Perhap,I think it a shame on them to think only a thing that you should be expected from Asian homosexual boy is a "money&honey" why don't rethink we are in the same earth and need the same love conceptional ,too There are many ways of love to be demonstrated in this 2hours drama movie and the tastes of love or to belove is magnified people together such as their family,friends,...etc. but there're not sexscences in this warmly movie as US DVD version pictorial promotes.May be you're not mislead by producers but you're mislead by perception&expects.Frankly,I saw French,Thai, or even US black melodrama but I don't think this is a black melodrama film ,because this movie communicate a widely range of emotions,not especially tragic storyline.Maybe the ways of love is no definitions,expectations,inconclusive paths or any determinations to be conducted love. Just love or belove. It's no more exceeding.
I can see where the previous commentator came from. However, maybe biased by my own liking of mellow and subtle plot-weaving, I enjoyed the overall picture painted by the music, 2 main actors, and the parents and June.I personally favor this movie because it doesn't construct/explain explicitly the events and personality surrounding each character as concrete context of the story, which is often a technique used by mainstream films to materialize climax and logic of a movie's plot (e.g. she acts/feels this way because it was established that she was such and such...).Therefore I suppose the reason so many people like this movie literally across the globe (mainly observed on forums from the United States, Taiwan, Hong Kong, China, Philippines, and Europe), is because it uses a Thai case to exemplify humanity's constrained reaction toward its surrounding.Without spoiling the movie, I am referring to the scenes the director ended up choosing as plot construction regarding characters' emotions and actions.
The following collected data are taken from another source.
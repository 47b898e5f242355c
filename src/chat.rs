//! Conversation orchestration.
//!
//! One turn: greeting check → retrieve → assemble context → render history →
//! compose prompt → generate → persist. Turns for the same session run one at
//! a time behind a per-session async mutex; different sessions do not block
//! each other.
//!
//! Upstream failures never surface as answer content. The user gets
//! [`TRY_AGAIN`], the cause is logged, and the session history is left as it
//! was so the question can simply be asked again.

use anyhow::{anyhow, bail, Result};
use std::collections::HashMap;
use std::sync::{Arc, Mutex, PoisonError};
use tokio::sync::OwnedMutexGuard;

use scheme_rag_core::gateway::{ConversationStore, IndexGateway, InferenceBackend};
use scheme_rag_core::models::Turn;
use scheme_rag_core::prompt::{compose_prompt, render_history};
use scheme_rag_core::retrieval::{assemble, retrieve, RetrievalOptions};

use crate::config::Config;

pub const GREETING: &str = "Hello! How can I help you today?";

pub const TRY_AGAIN: &str =
    "Sorry, I couldn't reach the scheme service just now. Please try again in a moment.";

const GREETING_WORDS: &[&str] = &["hi", "hello", "hey", "namaste"];

/// Whether `message` is nothing but a greeting word (case and trailing
/// punctuation ignored).
pub fn is_greeting(message: &str) -> bool {
    let word = message
        .trim()
        .trim_end_matches(|c: char| c.is_ascii_punctuation())
        .to_lowercase();
    GREETING_WORDS.contains(&word.as_str())
}

#[derive(Debug, Clone, Copy, PartialEq, Eq)]
pub enum ReplyKind {
    Greeting,
    Answer,
    /// An upstream call failed; nothing was persisted.
    Unavailable,
}

#[derive(Debug, Clone, PartialEq, Eq)]
pub struct Reply {
    pub text: String,
    pub kind: ReplyKind,
}

#[derive(Debug, Clone)]
pub struct ChatSettings {
    pub namespace: String,
    pub retrieval: RetrievalOptions,
    pub history_turns: usize,
}

impl ChatSettings {
    pub fn from_config(config: &Config) -> Self {
        Self {
            namespace: config.index.namespace.clone(),
            retrieval: config.retrieval.options(),
            history_turns: config.retrieval.history_turns,
        }
    }
}

/// Lazily created async mutex per session id.
///
/// An entry nobody holds or waits on is only referenced by the map, so it is
/// pruned on the next lock call.
#[derive(Default)]
struct SessionLocks {
    locks: Mutex<HashMap<String, Arc<tokio::sync::Mutex<()>>>>,
}

impl SessionLocks {
    async fn lock(&self, session: &str) -> OwnedMutexGuard<()> {
        let lock = {
            let mut locks = self.locks.lock().unwrap_or_else(PoisonError::into_inner);
            locks.retain(|_, lock| Arc::strong_count(lock) > 1);
            locks.entry(session.to_string()).or_default().clone()
        };
        lock.lock_owned().await
    }

    #[cfg(test)]
    fn len(&self) -> usize {
        self.locks.lock().unwrap_or_else(PoisonError::into_inner).len()
    }
}

pub struct Orchestrator<'a> {
    index: &'a dyn IndexGateway,
    store: &'a dyn ConversationStore,
    backend: Option<&'a dyn InferenceBackend>,
    settings: ChatSettings,
    locks: SessionLocks,
}

impl<'a> Orchestrator<'a> {
    pub fn new(
        index: &'a dyn IndexGateway,
        store: &'a dyn ConversationStore,
        settings: ChatSettings,
    ) -> Self {
        Self {
            index,
            store,
            backend: None,
            settings,
            locks: SessionLocks::default(),
        }
    }

    pub fn with_backend(mut self, backend: &'a dyn InferenceBackend) -> Self {
        self.backend = Some(backend);
        self
    }

    /// Answer one message in `session`.
    pub async fn reply(&self, session: &str, message: &str) -> Result<Reply> {
        let message = message.trim();
        if message.is_empty() {
            bail!("message is empty");
        }

        let _guard = self.locks.lock(session).await;
        let mut turns = self.store.get(session).await?;
        turns.push(Turn::user(message));

        if is_greeting(message) {
            turns.push(Turn::bot(GREETING));
            self.store.set(session, turns).await?;
            return Ok(Reply {
                text: GREETING.to_string(),
                kind: ReplyKind::Greeting,
            });
        }

        let backend = self
            .backend
            .ok_or_else(|| anyhow!("no inference backend configured"))?;

        let prompt = match self.prompt_for(message, &turns).await {
            Ok(prompt) => prompt,
            Err(e) if e.is_upstream() => {
                tracing::warn!(session, error = %e, "search failed");
                return Ok(unavailable());
            }
            Err(e) => return Err(e.into()),
        };

        let answer = match backend.generate(&prompt).await {
            Ok(answer) => answer,
            Err(e) if e.is_upstream() => {
                tracing::warn!(session, error = %e, "generation failed");
                return Ok(unavailable());
            }
            Err(e) => return Err(e.into()),
        };

        turns.push(Turn::bot(answer.clone()));
        self.store.set(session, turns).await?;
        Ok(Reply {
            text: answer,
            kind: ReplyKind::Answer,
        })
    }

    /// The prompt `reply` would send for `question`, without generating or
    /// persisting anything.
    pub async fn build_prompt(&self, session: &str, question: &str) -> Result<String> {
        let _guard = self.locks.lock(session).await;
        let mut turns = self.store.get(session).await?;
        turns.push(Turn::user(question.trim()));
        Ok(self.prompt_for(question.trim(), &turns).await?)
    }

    pub async fn clear(&self, session: &str) -> Result<()> {
        let _guard = self.locks.lock(session).await;
        self.store.clear(session).await?;
        Ok(())
    }

    pub async fn history(&self, session: &str) -> Result<Vec<Turn>> {
        Ok(self.store.get(session).await?)
    }

    /// `turns` already ends with the current question.
    async fn prompt_for(
        &self,
        question: &str,
        turns: &[Turn],
    ) -> scheme_rag_core::Result<String> {
        let response = retrieve(
            self.index,
            &self.settings.namespace,
            question,
            &self.settings.retrieval,
        )
        .await?;
        let context = assemble(response, &self.settings.retrieval);
        let conversation = render_history(turns, self.settings.history_turns);
        Ok(compose_prompt(&context, question, &conversation))
    }
}

fn unavailable() -> Reply {
    Reply {
        text: TRY_AGAIN.to_string(),
        kind: ReplyKind::Unavailable,
    }
}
Instead of picking the conventional expression that would usually indicate 'sad', 'she is going to blow up', and 'angry', the scenes selected to continue the flow and plot of the movie are rather life-like: Life doesn't always present significant events with significant background music and conventional cues, which often supports both the actors and audiences in moving the drama (or movie in this case) along.So my friends and I love the movie for such illumination that: if the contemporary cultures often internalize certain procedures, cues, and embodiment that connect external events and internal reactions/feelings, what are humans to do in a real world that is not tamed by our rule?Maybe from a more speculative audience's eye: what can we possibly do if we cannot bear to lose the one we love, and what if we go on life without loving anyone at all? The movie achieves a 9/10 for me despite its weak elements (some acting are definitely...not so great, but I don't speak Thai and don't know the culture), exactly because it constructs a unconventional platform (the acting, climax-devices, the music, and plot) and operates consistently along its story-telling (a gradually broadening perspective of love across generation (Mew-grandmother), time/space (Tong's family & sister), gender (Mew & Tong), and the peripheral Others (the Chinese-Thai Ying and her crush on Mew, and the Catholic family)).